Activity
The entries need to be copied exactly.

Stored items
══════
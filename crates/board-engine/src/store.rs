//! Session Store
//!
//! Per-item bookkeeping for the lifetime of one page, keyed by item number
//! rather than stashed on the nodes themselves.

use std::collections::HashMap;

use crate::classify::ItemId;

#[derive(Debug, Clone, PartialEq)]
pub struct ItemRecord<N> {
    /// Where a grouped task lived before it was nested under its issue.
    pub original_parent: Option<N>,
    /// Where an item lived before it was moved into the review column.
    pub original_review_list: Option<N>,
    /// The issue has at least one task nested under it.
    pub grouped: bool,
    /// A child-hierarchy fetch for the issue is outstanding.
    pub in_flight: bool,
}

impl<N> Default for ItemRecord<N> {
    fn default() -> Self {
        Self {
            original_parent: None,
            original_review_list: None,
            grouped: false,
            in_flight: false,
        }
    }
}

impl<N> ItemRecord<N> {
    fn is_empty(&self) -> bool {
        self.original_parent.is_none() && self.original_review_list.is_none() && !self.grouped && !self.in_flight
    }
}

#[derive(Debug, Clone)]
pub struct SessionStore<N> {
    records: HashMap<ItemId, ItemRecord<N>>,
}

impl<N> Default for SessionStore<N> {
    fn default() -> Self {
        Self {
            records: HashMap::new(),
        }
    }
}

impl<N: Clone> SessionStore<N> {
    pub fn new() -> Self {
        Self::default()
    }

    pub fn get(&self, id: ItemId) -> Option<&ItemRecord<N>> {
        self.records.get(&id)
    }

    pub fn entry(&mut self, id: ItemId) -> &mut ItemRecord<N> {
        self.records.entry(id).or_default()
    }

    pub fn is_grouped(&self, id: ItemId) -> bool {
        self.get(id).map(|r| r.grouped).unwrap_or(false)
    }

    pub fn is_in_flight(&self, id: ItemId) -> bool {
        self.get(id).map(|r| r.in_flight).unwrap_or(false)
    }

    pub fn original_parent(&self, id: ItemId) -> Option<N> {
        self.get(id).and_then(|r| r.original_parent.clone())
    }

    pub fn original_review_list(&self, id: ItemId) -> Option<N> {
        self.get(id).and_then(|r| r.original_review_list.clone())
    }

    /// Records the parent only the first time; later moves keep the original.
    pub fn remember_parent(&mut self, id: ItemId, parent: N) -> bool {
        let record = self.entry(id);
        if record.original_parent.is_some() {
            return false;
        }
        record.original_parent = Some(parent);
        true
    }

    /// Overwrites the recorded parent. Used when the item sits in an ordinary
    /// list again, e.g. after the host rebuilt the list it came from.
    pub fn refresh_parent(&mut self, id: ItemId, parent: N) -> bool
    where
        N: PartialEq,
    {
        let record = self.entry(id);
        if record.original_parent.as_ref() == Some(&parent) {
            return false;
        }
        record.original_parent = Some(parent);
        true
    }

    /// Overwrites the recorded pre-review list with the one the item is
    /// leaving now.
    pub fn refresh_review_list(&mut self, id: ItemId, list: N) -> bool
    where
        N: PartialEq,
    {
        let record = self.entry(id);
        if record.original_review_list.as_ref() == Some(&list) {
            return false;
        }
        record.original_review_list = Some(list);
        true
    }

    pub fn take_original_parent(&mut self, id: ItemId) -> Option<N> {
        let parent = self.records.get_mut(&id).and_then(|r| r.original_parent.take());
        self.prune(id);
        parent
    }

    pub fn take_original_review_list(&mut self, id: ItemId) -> Option<N> {
        let list = self.records.get_mut(&id).and_then(|r| r.original_review_list.take());
        self.prune(id);
        list
    }

    pub fn set_in_flight(&mut self, id: ItemId, in_flight: bool) {
        self.entry(id).in_flight = in_flight;
        self.prune(id);
    }

    pub fn set_grouped(&mut self, id: ItemId, grouped: bool) {
        self.entry(id).grouped = grouped;
        self.prune(id);
    }

    /// Items that currently have a recorded original parent.
    pub fn reparented(&self) -> Vec<(ItemId, N)> {
        let mut out: Vec<(ItemId, N)> = self
            .records
            .iter()
            .filter_map(|(id, r)| r.original_parent.clone().map(|p| (*id, p)))
            .collect();
        out.sort_by_key(|(id, _)| *id);
        out
    }

    /// Items that currently have a recorded pre-review list.
    pub fn review_moved(&self) -> Vec<(ItemId, N)> {
        let mut out: Vec<(ItemId, N)> = self
            .records
            .iter()
            .filter_map(|(id, r)| r.original_review_list.clone().map(|l| (*id, l)))
            .collect();
        out.sort_by_key(|(id, _)| *id);
        out
    }

    /// Drops grouped/in-flight markers on every item.
    pub fn clear_grouping_markers(&mut self) {
        for record in self.records.values_mut() {
            record.grouped = false;
            record.in_flight = false;
        }
        self.records.retain(|_, r| !r.is_empty());
    }

    pub fn len(&self) -> usize {
        self.records.len()
    }

    pub fn is_empty(&self) -> bool {
        self.records.is_empty()
    }

    fn prune(&mut self, id: ItemId) {
        if self.records.get(&id).map(|r| r.is_empty()).unwrap_or(false) {
            self.records.remove(&id);
        }
    }
}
══════
Task output
filename crates/board-engine/src/store.rs
//! Session Store
//!
//! Per-item bookkeeping for the lifetime of one page, keyed by item number
//! rather than stashed on the nodes themselves.

use std::collections::HashMap;

use crate::classify::ItemId;

#[derive(Debug, Clone, PartialEq)]
pub struct ItemRecord<N> {
    /// Where a grouped task lived before it was nested under its issue.
    pub original_parent: Option<N>,
    /// Where an item lived before it was moved into the review column.
    pub original_review_list: Option<N>,
    /// The issue has at least one task nested under it.
    pub grouped: bool,
    /// A child-hierarchy fetch for the issue is outstanding.
    pub in_flight: bool,
}

impl<N> Default for ItemRecord<N> {
    fn default() -> Self {
        Self {
            original_parent: None,
            original_review_list: None,
            grouped: false,
            in_flight: false,
        }
    }
}

impl<N> ItemRecord<N> {
    fn is_empty(&self) -> bool {
        self.original_parent.is_none() && self.original_review_list.is_none() && !self.grouped && !self.in_flight
    }
}

#[derive(Debug, Clone)]
pub struct SessionStore<N> {
    records: HashMap<ItemId, ItemRecord<N>>,
}

impl<N> Default for SessionStore<N> {
    fn default() -> Self {
        Self {
            records: HashMap::new(),
        }
    }
}

impl<N: Clone> SessionStore<N> {
    pub fn new() -> Self {
        Self::default()
    }

    pub fn get(&self, id: ItemId) -> Option<&ItemRecord<N>> {
        self.records.get(&id)
    }

    pub fn entry(&mut self, id: ItemId) -> &mut ItemRecord<N> {
        self.records.entry(id).or_default()
    }

    pub fn is_grouped(&self, id: ItemId) -> bool {
        self.get(id).map(|r| r.grouped).unwrap_or(false)
    }

    pub fn is_in_flight(&self, id: ItemId) -> bool {
        self.get(id).map(|r| r.in_flight).unwrap_or(false)
    }

    pub fn original_parent(&self, id: ItemId) -> Option<N> {
        self.get(id).and_then(|r| r.original_parent.clone())
    }

    pub fn original_review_list(&self, id: ItemId) -> Option<N> {
        self.get(id).and_then(|r| r.original_review_list.clone())
    }

    /// Records the parent only the first time; later moves keep the original.
    pub fn remember_parent(&mut self, id: ItemId, parent: N) -> bool {
        let record = self.entry(id);
        if record.original_parent.is_some() {
            return false;
        }
        record.original_parent = Some(parent);
        true
    }

    /// Overwrites the recorded parent. Used when the item sits in an ordinary
    /// list again, e.g. after the host rebuilt the list it came from.
    pub fn refresh_parent(&mut self, id: ItemId, parent: N) -> bool
    where
        N: PartialEq,
    {
        let record = self.entry(id);
        if record.original_parent.as_ref() == Some(&parent) {
            return false;
        }
        record.original_parent = Some(parent);
        true
    }

    /// Overwrites the recorded pre-review list with the one the item is
    /// leaving now.
    pub fn refresh_review_list(&mut self, id: ItemId, list: N) -> bool
    where
        N: PartialEq,
    {
        let record = self.entry(id);
        if record.original_review_list.as_ref() == Some(&list) {
            return false;
        }
        record.original_review_list = Some(list);
        true
    }

    pub fn take_original_parent(&mut self, id: ItemId) -> Option<N> {
        let parent = self.records.get_mut(&id).and_then(|r| r.original_parent.take());
        self.prune(id);
        parent
    }

    pub fn take_original_review_list(&mut self, id: ItemId) -> Option<N> {
        let list = self.records.get_mut(&id).and_then(|r| r.original_review_list.take());
        self.prune(id);
        list
    }

    pub fn set_in_flight(&mut self, id: ItemId, in_flight: bool) {
        self.entry(id).in_flight = in_flight;
        self.prune(id);
    }

    pub fn set_grouped(&mut self, id: ItemId, grouped: bool) {
        self.entry(id).grouped = grouped;
        self.prune(id);
    }

    /// Items that currently have a recorded original parent.
    pub fn reparented(&self) -> Vec<(ItemId, N)> {
        let mut out: Vec<(ItemId, N)> = self
            .records
            .iter()
            .filter_map(|(id, r)| r.original_parent.clone().map(|p| (*id, p)))
            .collect();
        out.sort_by_key(|(id, _)| *id);
        out
    }

    /// Items that currently have a recorded pre-review list.
    pub fn review_moved(&self) -> Vec<(ItemId, N)> {
        let mut out: Vec<(ItemId, N)> = self
            .records
            .iter()
            .filter_map(|(id, r)| r.original_review_list.clone().map(|l| (*id, l)))
            .collect();
        out.sort_by_key(|(id, _)| *id);
        out
    }

    /// Drops grouped/in-flight markers on every item.
    pub fn clear_grouping_markers(&mut self) {
        for record in self.records.values_mut() {
            record.grouped = false;
            record.in_flight = false;
        }
        self.records.retain(|_, r| !r.is_empty());
    }

    pub fn len(&self) -> usize {
        self.records.len()
    }

    pub fn is_empty(&self) -> bool {
        self.records.is_empty()
    }

    fn prune(&mut self, id: ItemId) {
        if self.records.get(&id).map(|r| r.is_empty()).unwrap_or(false) {
            self.records.remove(&id);
        }
    }
}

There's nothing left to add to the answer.